司さんの彼女である涼子さんが私の肩を抱きながら言った。

反対の隣にいる里美さんも、何度も頷きながら私を見てる。


「ちとせちゃんは電車なんでしょ?よかったら司の車に乗ってく?」

「いえっ・・・!電車で帰れるので大丈夫ですー・・・。」

「止まったりしない?大丈夫?」

「たぶん・・大丈夫です・・。」


確かに冠水騒ぎになると電車が止まってしまうことがある。

そうなってしまうと止まってしまった駅からバスかタクシーで帰らないといけなくなるのだ。

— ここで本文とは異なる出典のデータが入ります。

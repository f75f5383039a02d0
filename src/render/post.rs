use wgpu;

#[repr(C)]
#[derive(Copy, Clone, bytemuck::Pod, bytemuck::Zeroable)]
pub(crate) struct PostUniforms {
    pub(crate) background: [f32; 4],
    pub(crate) exposure: f32,
    pub(crate) overlay_alpha: f32,
    pub(crate) _pad: [f32; 2],
}

pub(crate) struct PostResources {
    pub(crate) bgl: wgpu::BindGroupLayout, // tex+sampler+uniform
    pub(crate) uniform_buffer: wgpu::Buffer,
    pub(crate) composite_pipeline: wgpu::RenderPipeline,
}

pub(crate) fn create_post_resources(
    device: &wgpu::Device,
    swap_format: wgpu::TextureFormat,
) -> PostResources {
    let shader = device.create_shader_module(wgpu::ShaderModuleDescriptor {
        label: Some("post_shader"),
        source: wgpu::ShaderSource::Wgsl(super::POST_WGSL.into()),
    });
    let bgl = device.create_bind_group_layout(&wgpu::BindGroupLayoutDescriptor {
        label: Some("post_bgl"),
        entries: &[
            wgpu::BindGroupLayoutEntry {
                binding: 0,
                visibility: wgpu::ShaderStages::FRAGMENT,
                ty: wgpu::BindingType::Texture {
                    multisampled: false,
                    view_dimension: wgpu::TextureViewDimension::D2,
                    sample_type: wgpu::TextureSampleType::Float { filterable: true },
                },
                count: None,
            },
            wgpu::BindGroupLayoutEntry {
                binding: 1,
                visibility: wgpu::ShaderStages::FRAGMENT,
                ty: wgpu::BindingType::Sampler(wgpu::SamplerBindingType::Filtering),
                count: None,
            },
            wgpu::BindGroupLayoutEntry {
                binding: 2,
                visibility: wgpu::ShaderStages::FRAGMENT,
                ty: wgpu::BindingType::Buffer {
                    ty: wgpu::BufferBindingType::Uniform,
                    has_dynamic_offset: false,
                    min_binding_size: None,
                },
                count: None,
            },
        ],
    });
    let uniform_buffer = device.create_buffer(&wgpu::BufferDescriptor {
        label: Some("post_uniforms"),
        size: std::mem::size_of::<PostUniforms>() as u64,
        usage: wgpu::BufferUsages::UNIFORM | wgpu::BufferUsages::COPY_DST,
        mapped_at_creation: false,
    });
    let pl_composite = device.create_pipeline_layout(&wgpu::PipelineLayoutDescriptor {
        label: Some("pl_post_comp"),
        bind_group_layouts: &[&bgl],
        push_constant_ranges: &[],
    });
    let composite_pipeline = super::helpers::make_post_pipeline(
        device,
        &pl_composite,
        &shader,
        "fs_composite",
        swap_format,
        Some(wgpu::BlendState::REPLACE),
    );

    PostResources {
        bgl,
        uniform_buffer,
        composite_pipeline,
    }
}

pub(crate) fn create_bind_group(
    device: &wgpu::Device,
    post: &PostResources,
    sampler: &wgpu::Sampler,
    hdr_view: &wgpu::TextureView,
) -> wgpu::BindGroup {
    device.create_bind_group(&wgpu::BindGroupDescriptor {
        label: Some("bg_hdr"),
        layout: &post.bgl,
        entries: &[
            wgpu::BindGroupEntry {
                binding: 0,
                resource: wgpu::BindingResource::TextureView(hdr_view),
            },
            wgpu::BindGroupEntry {
                binding: 1,
                resource: wgpu::BindingResource::Sampler(sampler),
            },
            wgpu::BindGroupEntry {
                binding: 2,
                resource: post.uniform_buffer.as_entire_binding(),
            },
        ],
    })
}

pub(crate) fn blit(
    encoder: &mut wgpu::CommandEncoder,
    label: &str,
    target: &wgpu::TextureView,
    clear: wgpu::Color,
    pipeline: &wgpu::RenderPipeline,
    bg0: &wgpu::BindGroup,
) {
    let mut r = encoder.begin_render_pass(&wgpu::RenderPassDescriptor {
        label: Some(label),
        color_attachments: &[Some(wgpu::RenderPassColorAttachment {
            view: target,
            resolve_target: None,
            ops: wgpu::Operations {
                load: wgpu::LoadOp::Clear(clear),
                store: wgpu::StoreOp::Store,
            },
        })],
        depth_stencil_attachment: None,
        timestamp_writes: None,
        occlusion_query_set: None,
    });
    r.set_pipeline(pipeline);
    r.set_bind_group(0, bg0, &[]);
    r.draw(0..3, 0..1);
    drop(r);
}
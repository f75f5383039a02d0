use crate::dom;
use crate::markers::{self, HotspotElements};
use std::cell::RefCell;
use std::rc::Rc;
use viewer_core::CardController;

/// One marker/close pair of listeners per hotspot. Handlers only mutate the
/// controller and the card elements; marker visibility follows on the next
/// frame from the controller state.
pub fn wire_card_handlers(elements: Rc<Vec<HotspotElements>>, cards: Rc<RefCell<CardController>>) {
    for (i, el) in elements.iter().enumerate() {
        let open_cards = cards.clone();
        let open_elements = elements.clone();
        dom::add_click_listener(&el.trigger, move || {
            let mut c = open_cards.borrow_mut();
            match c.click_marker(i) {
                Ok(state) => {
                    log::info!("[cards] marker {} clicked -> {:?}", i, state);
                    markers::apply_cards(&open_elements, &c);
                }
                Err(e) => log::error!("[cards] {}", e),
            }
        });

        let close_cards = cards.clone();
        let close_elements = elements.clone();
        dom::add_click_listener(&el.close, move || {
            let mut c = close_cards.borrow_mut();
            match c.click_close(i) {
                Ok(state) => {
                    log::info!("[cards] close {} clicked -> {:?}", i, state);
                    markers::apply_cards(&close_elements, &c);
                }
                Err(e) => log::error!("[cards] {}", e),
            }
        });
    }
}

(タクシーは厳しいな。乗りたい人も多いだろうからきっと長蛇の列だし、それに高くつく・・・。)


カフェ開業のために少しでもお金を貯めておきたい私にとって、電車で家まで帰るのが何時も事だ。

ほぼ時間通りに来る電車は早く帰れるのも利点の一つでもある。


(急がないと・・・。)


私はさっき高森さんが言った言葉を思い出していた。

『雷が落ちたら危ない』と言っていた言葉を。


(雷は無理・・・。)


雷の音が苦手な私は、一刻も早くこの場を離れたくなっていたのだ。

不安になり始めた気持ちは元に戻るはずもなく、ドキドキと不安感を増していく。

急ぎ足で涼子さんたちと更衣室についた私達は、着替えをするために個室に入った。

まだみんな海で泳いでるからか混んではなく、ほぼ貸し切り状態。

個室についていた水道を使ってある程度の砂を洗い流し、身体も軽く洗っていった。

着て来た服をまた着て、脱いだ水着やタオルを鞄にしまおうとしたとき、更衣室の真上くらいで雷がくすぶる音が微かに聞こえ始めた。


「ーーーっ!・・早くしないと・・・!」


ゴロゴロと聞こえた雷の音に心臓がうるさくなっていく気配がする。

そう思った時、個室の扉の向こうで涼子さんたちの声が聞こえて来た。


「ちとせちゃーん!私たち着替え終わったから男どものほう手伝いにいくねー?着替え終わったら来れるーっ?」

「あ・・!はーい!大丈夫ですーっ!行きますーっ!」

「ゆっくりで大丈夫だからねーっ。」


遠くなっていく足音に、私は焦りながら荷物をまとめていった。

濡れた髪の毛を拭くためにゴムを外し、乾いたタオルでゴシゴシ拭いていく。

くくり直すことは諦め、無造作に髪を流し整えて個室を出た。


「私も片づけのお手伝いしないと・・・!」


荷物を持って急ぎ足でさっきの場所に向かうと、涼子さんたちの姿は無く、高森さんが一人立っていた。


「高森さんっ・・!あのっ・・お片付けは・・・・」


そう言って辺りを見回すけど私たちの荷物を置いてあった場所はきれいさっぱり片付けられていた。

高森さんの手にはパラソルが2本抱えられている。